The technique requires only about a drop of blood to run tests, compared to the tablespoon needed for current assays. This ultrasensitivity may make the technology a valuable tool for the diagnosis of babies suffering from rare, congenital platelet disorders. 

The breakthrough is based on synthetic-DNA tension probes developed more than a decade ago in the laboratory of Khalid Salaita, professor in Emory’s Department of Chemistry and in the Wallace H. Coulter Department of Biomedical Engineering at Emory and Georgia Tech. 

‘A scientist’s dream’ 

The tension probes can detect cellular forces on the magnitude of just a few piconewtons, or about a billion times less than the weight of a paper clip. The researchers found a way to amplify the signal of the probes by tapping the power of an enzyme known as CRISPR-associated 12a. The mechanical signal is then detected using a plate-reader, a tool already routinely used in clinical testing. 

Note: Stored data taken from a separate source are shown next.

//! Core book state: slab storage, side-ordered level maps, id index and
//! per-price aggregates.
//!
//! ## Architecture
//!
//! - **Slab**: stores every resting order's node; the slab key is the
//!   position token the id index holds, so cancels never scan a queue
//! - **BTreeMap**: one per side; bids keyed by `Reverse(price)` so both
//!   maps iterate best-first, and last-key access gives the worst price
//! - **HashMap id index**: order id → slab key for O(1) cancel
//! - **AggregateMap**: price → (count, quantity), kept coherent with the
//!   queues on every mutation
//!
//! `BookCore` owns the structure and its coherence; it knows nothing about
//! matching or admission. Callers go through [`Orderbook`], which holds the
//! book lock and runs the matcher.
//!
//! [`Orderbook`]: crate::engine::Orderbook

use std::cmp::Reverse;
use std::collections::{BTreeMap, HashMap};

use slab::Slab;

use crate::orderbook::aggregate::{AggregateAction, AggregateMap};
#[cfg(test)]
use crate::orderbook::aggregate::LevelData;
use crate::orderbook::{OrderNode, PriceLevel};
use crate::types::{Order, OrderId, OrderbookError, Price, Quantity, Side, TradeLeg};

/// One level of a depth snapshot: price plus summed remaining quantity.
#[derive(Debug, Clone, Copy, PartialEq, Eq)]
pub struct LevelSnapshot {
    pub price: Price,
    pub quantity: Quantity,
}

/// The book's data structures, without locking or matching policy.
#[derive(Debug, Default)]
pub struct BookCore {
    /// Node storage; keys double as queue position tokens
    orders: Slab<OrderNode>,

    /// Bid levels, iterated best-first = highest price
    bids: BTreeMap<Reverse<Price>, PriceLevel>,

    /// Ask levels, iterated best-first = lowest price
    asks: BTreeMap<Price, PriceLevel>,

    /// Order id → slab key
    index: HashMap<OrderId, usize>,

    /// Cached per-price (count, quantity)
    aggregates: AggregateMap,
}

impl BookCore {
    /// Create a new empty book
    pub fn new() -> Self {
        Self::default()
    }

    /// Create a book with pre-allocated order storage
    pub fn with_capacity(order_capacity: usize) -> Self {
        Self {
            orders: Slab::with_capacity(order_capacity),
            bids: BTreeMap::new(),
            asks: BTreeMap::new(),
            index: HashMap::with_capacity(order_capacity),
            aggregates: AggregateMap::new(),
        }
    }

    // ========================================================================
    // Size and lookup
    // ========================================================================

    /// Number of resting orders
    #[inline]
    pub fn len(&self) -> usize {
        self.orders.len()
    }

    /// Check if no orders rest in the book
    #[inline]
    pub fn is_empty(&self) -> bool {
        self.orders.is_empty()
    }

    /// Check if an order with this id rests in the book
    #[inline]
    pub fn contains(&self, id: OrderId) -> bool {
        self.index.contains_key(&id)
    }

    /// Look up a resting order by id
    pub fn get(&self, id: OrderId) -> Option<&Order> {
        let key = *self.index.get(&id)?;
        self.orders.get(key).map(|node| &node.order)
    }

    /// Iterate all resting orders, in no particular order
    pub fn iter(&self) -> impl Iterator<Item = &Order> {
        self.orders.iter().map(|(_, node)| &node.order)
    }

    // ========================================================================
    // Prices and levels
    // ========================================================================

    /// Best (highest) bid price
    #[inline]
    pub fn best_bid(&self) -> Option<Price> {
        self.bids.keys().next().map(|r| r.0)
    }

    /// Best (lowest) ask price
    #[inline]
    pub fn best_ask(&self) -> Option<Price> {
        self.asks.keys().next().copied()
    }

    /// Worst (lowest) bid price; anchor for a sell market order
    #[inline]
    pub fn worst_bid(&self) -> Option<Price> {
        self.bids.keys().next_back().map(|r| r.0)
    }

    /// Worst (highest) ask price; anchor for a buy market order
    #[inline]
    pub fn worst_ask(&self) -> Option<Price> {
        self.asks.keys().next_back().copied()
    }

    /// Number of bid price levels
    #[inline]
    pub fn bid_level_count(&self) -> usize {
        self.bids.len()
    }

    /// Number of ask price levels
    #[inline]
    pub fn ask_level_count(&self) -> usize {
        self.asks.len()
    }

    /// Bid prices, best-first
    pub fn bid_prices(&self) -> impl Iterator<Item = Price> + '_ {
        self.bids.keys().map(|r| r.0)
    }

    /// Ask prices, best-first
    pub fn ask_prices(&self) -> impl Iterator<Item = Price> + '_ {
        self.asks.keys().copied()
    }

    /// Resting orders at one price on one side, queue order (oldest first)
    pub fn orders_at(&self, side: Side, price: Price) -> impl Iterator<Item = &Order> {
        let level = match side {
            Side::Buy => self.bids.get(&Reverse(price)),
            Side::Sell => self.asks.get(&price),
        };
        level
            .into_iter()
            .flat_map(|level| level.keys(&self.orders))
            .map(|key| &self.orders[key].order)
    }

    /// Per-price aggregates
    #[inline]
    pub fn aggregates(&self) -> &AggregateMap {
        &self.aggregates
    }

    /// Depth snapshot: (bid levels, ask levels), best-first on each side
    pub fn snapshot(&self) -> (Vec<LevelSnapshot>, Vec<LevelSnapshot>) {
        let bids = self
            .bid_prices()
            .map(|price| LevelSnapshot {
                price,
                quantity: self.aggregates.quantity_at(price),
            })
            .collect();
        let asks = self
            .ask_prices()
            .map(|price| LevelSnapshot {
                price,
                quantity: self.aggregates.quantity_at(price),
            })
            .collect();
        (bids, asks)
    }

    // ========================================================================
    // Mutation (engine-internal)
    // ========================================================================

    /// Slab key of the oldest order at `price` on `side`, if the level exists
    pub(crate) fn level_head(&self, side: Side, price: Price) -> Option<usize> {
        match side {
            Side::Buy => self.bids.get(&Reverse(price))?.peek_head(),
            Side::Sell => self.asks.get(&price)?.peek_head(),
        }
    }

    /// The order stored under a slab key.
    ///
    /// # Panics
    ///
    /// Panics if `key` is vacant.
    pub(crate) fn order_at(&self, key: usize) -> &Order {
        &self.orders[key].order
    }

    /// Append an order to the tail of its level and index it.
    ///
    /// The caller has already rejected duplicate ids; the order's price is
    /// final (market orders are re-anchored before insertion).
    pub(crate) fn insert(&mut self, order: Order) -> usize {
        debug_assert!(!self.contains(order.id));

        let id = order.id;
        let side = order.side;
        let price = order.price;
        let remaining = order.remaining;

        let key = self.orders.insert(OrderNode::new(order));
        self.index.insert(id, key);

        let level = match side {
            Side::Buy => self
                .bids
                .entry(Reverse(price))
                .or_insert_with(|| PriceLevel::new(price)),
            Side::Sell => self
                .asks
                .entry(price)
                .or_insert_with(|| PriceLevel::new(price)),
        };
        level.push_back(key, &mut self.orders);

        self.aggregates.apply(price, remaining, AggregateAction::Add);

        key
    }

    /// Cancel a resting order by id.
    ///
    /// Fails with `OrderNotFound` for unknown ids; the book is untouched on
    /// failure.
    pub(crate) fn cancel(&mut self, id: OrderId) -> Result<Order, OrderbookError> {
        let key = *self
            .index
            .get(&id)
            .ok_or(OrderbookError::OrderNotFound(id))?;

        let order = self.detach(key);
        self.aggregates
            .apply(order.price, order.remaining, AggregateAction::Remove);

        Ok(order)
    }

    /// Apply a fill to the resting order under `key` and settle its
    /// bookkeeping: a filled order is detached and its level erased if
    /// emptied; a partial fill only shrinks the aggregates.
    ///
    /// Returns the trade leg stamped with the order's own resting price.
    pub(crate) fn fill_resting(
        &mut self,
        key: usize,
        quantity: Quantity,
    ) -> Result<TradeLeg, OrderbookError> {
        let node = &mut self.orders[key];
        node.order.fill(quantity)?;

        let leg = TradeLeg {
            order_id: node.order.id,
            price: node.order.price,
            quantity,
        };

        if node.order.is_filled() {
            self.detach(key);
            self.aggregates
                .apply(leg.price, quantity, AggregateAction::Remove);
        } else {
            self.aggregates
                .apply(leg.price, quantity, AggregateAction::Match);
        }

        Ok(leg)
    }

    /// Drop the resting order under `key` without touching its remaining
    /// quantity. Used for immediate-or-cancel residue.
    pub(crate) fn discard(&mut self, key: usize) -> Order {
        let order = self.detach(key);
        self.aggregates
            .apply(order.price, order.remaining, AggregateAction::Remove);
        order
    }

    /// Unlink a node from its level queue (erasing the level if emptied),
    /// drop it from the index, and reclaim its slab slot.
    fn detach(&mut self, key: usize) -> Order {
        let node = &self.orders[key];
        let side = node.order.side;
        let price = node.order.price;
        let id = node.order.id;

        match side {
            Side::Buy => {
                let level = self
                    .bids
                    .get_mut(&Reverse(price))
                    .expect("resting order has no bid level");
                level.remove(key, &mut self.orders);
                if level.is_empty() {
                    self.bids.remove(&Reverse(price));
                }
            }
            Side::Sell => {
                let level = self
                    .asks
                    .get_mut(&price)
                    .expect("resting order has no ask level");
                level.remove(key, &mut self.orders);
                if level.is_empty() {
                    self.asks.remove(&price);
                }
            }
        }

        self.index.remove(&id);
        self.orders.remove(key).order
    }

    // ========================================================================
    // Structural validation (test support)
    // ========================================================================

    /// Walk the whole structure and assert its coherence: index and level
    /// maps agree, no empty level exists, a price lives on one side only,
    /// the book is not crossed at rest, no filled order rests, and the
    /// aggregates mirror the queues.
    #[cfg(test)]
    pub(crate) fn check_invariants(&self) {
        let mut seen = 0usize;

        for (&Reverse(price), level) in &self.bids {
            assert!(!level.is_empty(), "empty bid level at {price}");
            let mut level_quantity: Quantity = 0;
            let mut level_len = 0usize;
            for key in level.keys(&self.orders) {
                let order = &self.orders[key].order;
                assert_eq!(order.side, Side::Buy, "order {} on wrong side", order.id);
                assert_eq!(order.price, price, "order {} on wrong level", order.id);
                assert!(order.remaining > 0, "filled order {} resting", order.id);
                assert_eq!(
                    self.index.get(&order.id),
                    Some(&key),
                    "order {} not indexed at its slab key",
                    order.id
                );
                level_quantity += order.remaining;
                level_len += 1;
                seen += 1;
            }
            assert_eq!(level.len(), level_len, "bid level {price} length drifted");
            let data = self
                .aggregates
                .get(price)
                .unwrap_or_else(|| panic!("no aggregates for bid level {price}"));
            assert_eq!(data.count, level_len as u64, "aggregate count at {price}");
            assert_eq!(data.quantity, level_quantity, "aggregate quantity at {price}");
        }

        for (&price, level) in &self.asks {
            assert!(!level.is_empty(), "empty ask level at {price}");
            assert!(
                !self.bids.contains_key(&Reverse(price)),
                "price {price} present on both sides"
            );
            let mut level_quantity: Quantity = 0;
            let mut level_len = 0usize;
            for key in level.keys(&self.orders) {
                let order = &self.orders[key].order;
                assert_eq!(order.side, Side::Sell, "order {} on wrong side", order.id);
                assert_eq!(order.price, price, "order {} on wrong level", order.id);
                assert!(order.remaining > 0, "filled order {} resting", order.id);
                assert_eq!(
                    self.index.get(&order.id),
                    Some(&key),
                    "order {} not indexed at its slab key",
                    order.id
                );
                level_quantity += order.remaining;
                level_len += 1;
                seen += 1;
            }
            assert_eq!(level.len(), level_len, "ask level {price} length drifted");
            let data = self
                .aggregates
                .get(price)
                .unwrap_or_else(|| panic!("no aggregates for ask level {price}"));
            assert_eq!(data.count, level_len as u64, "aggregate count at {price}");
            assert_eq!(data.quantity, level_quantity, "aggregate quantity at {price}");
        }

        // Every indexed id resolves into the level walk above and vice versa
        assert_eq!(self.index.len(), seen, "index out of step with levels");
        assert_eq!(self.orders.len(), seen, "slab out of step with levels");
        assert_eq!(
            self.aggregates.len(),
            self.bids.len() + self.asks.len(),
            "aggregates track a dead price"
        );

        if let (Some(bid), Some(ask)) = (self.best_bid(), self.best_ask()) {
            assert!(bid < ask, "book crossed at rest: {bid} >= {ask}");
        }
    }

    /// Aggregates entry for tests that assert on totals directly
    #[cfg(test)]
    pub(crate) fn level_data(&self, price: Price) -> Option<LevelData> {
        self.aggregates.get(price).copied()
    }
}

// ============================================================================
// Unit Tests
// ============================================================================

“This project started out of basic curiosity,” says Salaita, co-corresponding author. “We wanted to know whether we could measure the tiniest forces exerted by cells. It’s exciting that we are now building on this basic curiosity to develop diagnostic tools to help patients. It’s a scientist’s dream.” 

First author of the paper is Yuxin Duan, an American Heart Association postdoctoral fellow in the Salaita lab. 

Roman Sniecinski, a professor in Emory School of Medicine’s Department of Anesthesiology and a leading expert in the field of perioperative coagulation, is co-corresponding author of the paper.

“Platelet function in general is important and yet the current tools that we have to measure it are relatively primitive,” Sniecinski says. “This new technique offers an easier, faster and cheaper way to measure platelet function, while also providing us with key information that we didn’t have before.”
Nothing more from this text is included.